# EXERCISE DETAILS
Copy word for word, please, the lines of the entries below running from the one containing "across the collection" to the one containing "pub type AuthorRepositoryArc", both ends included.

● ● ●

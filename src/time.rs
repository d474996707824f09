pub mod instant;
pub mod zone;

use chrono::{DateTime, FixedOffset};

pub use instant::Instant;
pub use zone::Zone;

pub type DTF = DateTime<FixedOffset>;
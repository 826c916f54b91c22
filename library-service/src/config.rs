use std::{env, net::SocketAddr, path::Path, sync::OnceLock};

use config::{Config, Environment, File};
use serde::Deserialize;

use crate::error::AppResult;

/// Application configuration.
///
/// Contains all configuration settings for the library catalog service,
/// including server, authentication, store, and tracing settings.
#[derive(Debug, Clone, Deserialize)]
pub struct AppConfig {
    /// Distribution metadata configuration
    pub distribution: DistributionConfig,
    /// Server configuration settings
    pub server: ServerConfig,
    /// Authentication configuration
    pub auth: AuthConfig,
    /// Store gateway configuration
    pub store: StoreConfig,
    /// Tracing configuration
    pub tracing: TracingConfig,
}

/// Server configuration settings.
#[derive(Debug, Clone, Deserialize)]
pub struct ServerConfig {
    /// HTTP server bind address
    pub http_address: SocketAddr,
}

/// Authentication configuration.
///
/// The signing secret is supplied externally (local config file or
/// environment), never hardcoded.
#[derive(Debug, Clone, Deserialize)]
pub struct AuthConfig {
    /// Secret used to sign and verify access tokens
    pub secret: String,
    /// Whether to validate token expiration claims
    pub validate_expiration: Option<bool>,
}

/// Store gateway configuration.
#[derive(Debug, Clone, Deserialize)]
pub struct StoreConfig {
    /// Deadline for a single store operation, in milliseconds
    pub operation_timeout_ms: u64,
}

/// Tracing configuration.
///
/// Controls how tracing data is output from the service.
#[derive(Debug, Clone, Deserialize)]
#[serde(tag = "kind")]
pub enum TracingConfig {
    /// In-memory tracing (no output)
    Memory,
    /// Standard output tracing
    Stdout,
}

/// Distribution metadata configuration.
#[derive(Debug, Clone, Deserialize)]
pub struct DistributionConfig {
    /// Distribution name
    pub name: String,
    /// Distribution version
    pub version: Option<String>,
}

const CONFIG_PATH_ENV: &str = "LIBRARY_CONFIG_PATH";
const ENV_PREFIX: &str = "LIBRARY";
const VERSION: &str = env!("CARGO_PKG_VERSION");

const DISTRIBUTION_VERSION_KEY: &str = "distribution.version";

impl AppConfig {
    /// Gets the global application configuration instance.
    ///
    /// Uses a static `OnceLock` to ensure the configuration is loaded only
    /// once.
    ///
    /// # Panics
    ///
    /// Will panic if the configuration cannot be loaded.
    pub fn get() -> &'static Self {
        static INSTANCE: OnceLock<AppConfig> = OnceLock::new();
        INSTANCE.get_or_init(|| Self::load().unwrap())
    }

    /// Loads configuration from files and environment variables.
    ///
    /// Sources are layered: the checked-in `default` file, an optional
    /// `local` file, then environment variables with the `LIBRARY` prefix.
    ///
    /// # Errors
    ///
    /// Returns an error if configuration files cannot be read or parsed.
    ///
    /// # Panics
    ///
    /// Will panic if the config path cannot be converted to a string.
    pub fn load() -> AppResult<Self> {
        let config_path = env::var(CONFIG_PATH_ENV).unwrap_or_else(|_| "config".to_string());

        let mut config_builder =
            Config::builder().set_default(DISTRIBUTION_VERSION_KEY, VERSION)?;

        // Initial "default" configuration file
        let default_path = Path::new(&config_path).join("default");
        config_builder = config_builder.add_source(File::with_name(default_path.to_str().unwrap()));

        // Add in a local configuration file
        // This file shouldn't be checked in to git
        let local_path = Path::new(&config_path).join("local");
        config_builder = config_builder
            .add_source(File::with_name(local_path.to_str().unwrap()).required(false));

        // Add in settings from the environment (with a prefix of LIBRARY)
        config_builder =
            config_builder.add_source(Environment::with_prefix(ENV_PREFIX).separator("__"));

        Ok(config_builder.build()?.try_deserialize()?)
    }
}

● ● ●

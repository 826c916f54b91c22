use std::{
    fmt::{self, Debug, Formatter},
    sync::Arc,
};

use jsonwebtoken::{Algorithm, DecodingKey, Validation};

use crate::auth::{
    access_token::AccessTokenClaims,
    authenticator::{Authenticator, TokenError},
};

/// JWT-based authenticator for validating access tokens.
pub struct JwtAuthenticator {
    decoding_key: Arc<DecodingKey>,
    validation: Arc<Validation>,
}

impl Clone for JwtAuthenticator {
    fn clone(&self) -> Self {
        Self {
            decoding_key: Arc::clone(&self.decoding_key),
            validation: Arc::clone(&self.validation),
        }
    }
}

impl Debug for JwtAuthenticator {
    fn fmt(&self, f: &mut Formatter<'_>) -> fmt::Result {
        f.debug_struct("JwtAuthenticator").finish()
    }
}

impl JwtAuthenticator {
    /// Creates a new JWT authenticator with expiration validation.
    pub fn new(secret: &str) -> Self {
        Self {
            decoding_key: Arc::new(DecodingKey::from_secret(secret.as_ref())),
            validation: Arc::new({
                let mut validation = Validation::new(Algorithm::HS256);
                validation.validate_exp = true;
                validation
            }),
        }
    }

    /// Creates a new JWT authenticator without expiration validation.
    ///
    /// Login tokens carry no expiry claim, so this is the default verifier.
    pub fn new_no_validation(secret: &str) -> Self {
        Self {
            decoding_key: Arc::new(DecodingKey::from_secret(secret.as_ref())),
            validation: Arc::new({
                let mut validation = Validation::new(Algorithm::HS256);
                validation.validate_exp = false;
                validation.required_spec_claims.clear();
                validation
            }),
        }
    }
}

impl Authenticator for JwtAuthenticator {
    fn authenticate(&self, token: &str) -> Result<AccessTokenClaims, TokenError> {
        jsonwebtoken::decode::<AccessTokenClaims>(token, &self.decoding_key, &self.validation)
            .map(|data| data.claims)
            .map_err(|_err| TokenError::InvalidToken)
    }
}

● ● ●

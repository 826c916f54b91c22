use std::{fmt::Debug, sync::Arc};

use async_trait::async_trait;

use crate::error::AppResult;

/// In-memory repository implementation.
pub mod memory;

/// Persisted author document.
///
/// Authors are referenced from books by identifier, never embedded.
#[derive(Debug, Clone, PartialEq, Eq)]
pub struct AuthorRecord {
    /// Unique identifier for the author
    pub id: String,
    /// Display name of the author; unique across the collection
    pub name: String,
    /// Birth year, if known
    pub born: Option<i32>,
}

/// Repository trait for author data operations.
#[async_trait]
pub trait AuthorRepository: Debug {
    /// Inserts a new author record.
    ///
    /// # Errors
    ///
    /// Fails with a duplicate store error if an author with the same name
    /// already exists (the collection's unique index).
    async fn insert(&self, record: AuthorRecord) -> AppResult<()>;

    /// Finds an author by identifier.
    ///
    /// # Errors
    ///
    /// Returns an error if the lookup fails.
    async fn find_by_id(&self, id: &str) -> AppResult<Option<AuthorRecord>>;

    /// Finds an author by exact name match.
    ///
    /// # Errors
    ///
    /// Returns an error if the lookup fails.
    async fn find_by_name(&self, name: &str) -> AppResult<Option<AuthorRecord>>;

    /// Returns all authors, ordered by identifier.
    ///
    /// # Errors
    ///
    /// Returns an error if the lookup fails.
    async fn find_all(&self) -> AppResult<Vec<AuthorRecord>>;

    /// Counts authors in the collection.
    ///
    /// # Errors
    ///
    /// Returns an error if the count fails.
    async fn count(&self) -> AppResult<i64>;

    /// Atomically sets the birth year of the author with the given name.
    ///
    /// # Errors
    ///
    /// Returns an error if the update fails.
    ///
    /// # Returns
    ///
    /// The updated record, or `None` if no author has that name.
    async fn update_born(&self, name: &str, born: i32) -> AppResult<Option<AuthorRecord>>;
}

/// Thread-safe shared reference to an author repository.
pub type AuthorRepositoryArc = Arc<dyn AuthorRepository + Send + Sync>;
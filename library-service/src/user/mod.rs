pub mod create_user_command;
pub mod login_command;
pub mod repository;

● ● ●

# EXPECTED ANSWER
    /// Display name of the author; unique across the collection
    pub name: String,
    /// Birth year, if known
    pub born: Option<i32>,
}

/// Repository trait for author data operations.
#[async_trait]
pub trait AuthorRepository: Debug {
    /// Inserts a new author record.
    ///
    /// # Errors
    ///
    /// Fails with a duplicate store error if an author with the same name
    /// already exists (the collection's unique index).
    async fn insert(&self, record: AuthorRecord) -> AppResult<()>;

    /// Finds an author by identifier.
    ///
    /// # Errors
    ///
    /// Returns an error if the lookup fails.
    async fn find_by_id(&self, id: &str) -> AppResult<Option<AuthorRecord>>;

    /// Finds an author by exact name match.
    ///
    /// # Errors
    ///
    /// Returns an error if the lookup fails.
    async fn find_by_name(&self, name: &str) -> AppResult<Option<AuthorRecord>>;

    /// Returns all authors, ordered by identifier.
    ///
    /// # Errors
    ///
    /// Returns an error if the lookup fails.
    async fn find_all(&self) -> AppResult<Vec<AuthorRecord>>;

    /// Counts authors in the collection.
    ///
    /// # Errors
    ///
    /// Returns an error if the count fails.
    async fn count(&self) -> AppResult<i64>;

    /// Atomically sets the birth year of the author with the given name.
    ///
    /// # Errors
    ///
    /// Returns an error if the update fails.
    ///
    /// # Returns
    ///
    /// The updated record, or `None` if no author has that name.
    async fn update_born(&self, name: &str, born: i32) -> AppResult<Option<AuthorRecord>>;
}

/// Thread-safe shared reference to an author repository.
pub type AuthorRepositoryArc = Arc<dyn AuthorRepository + Send + Sync>;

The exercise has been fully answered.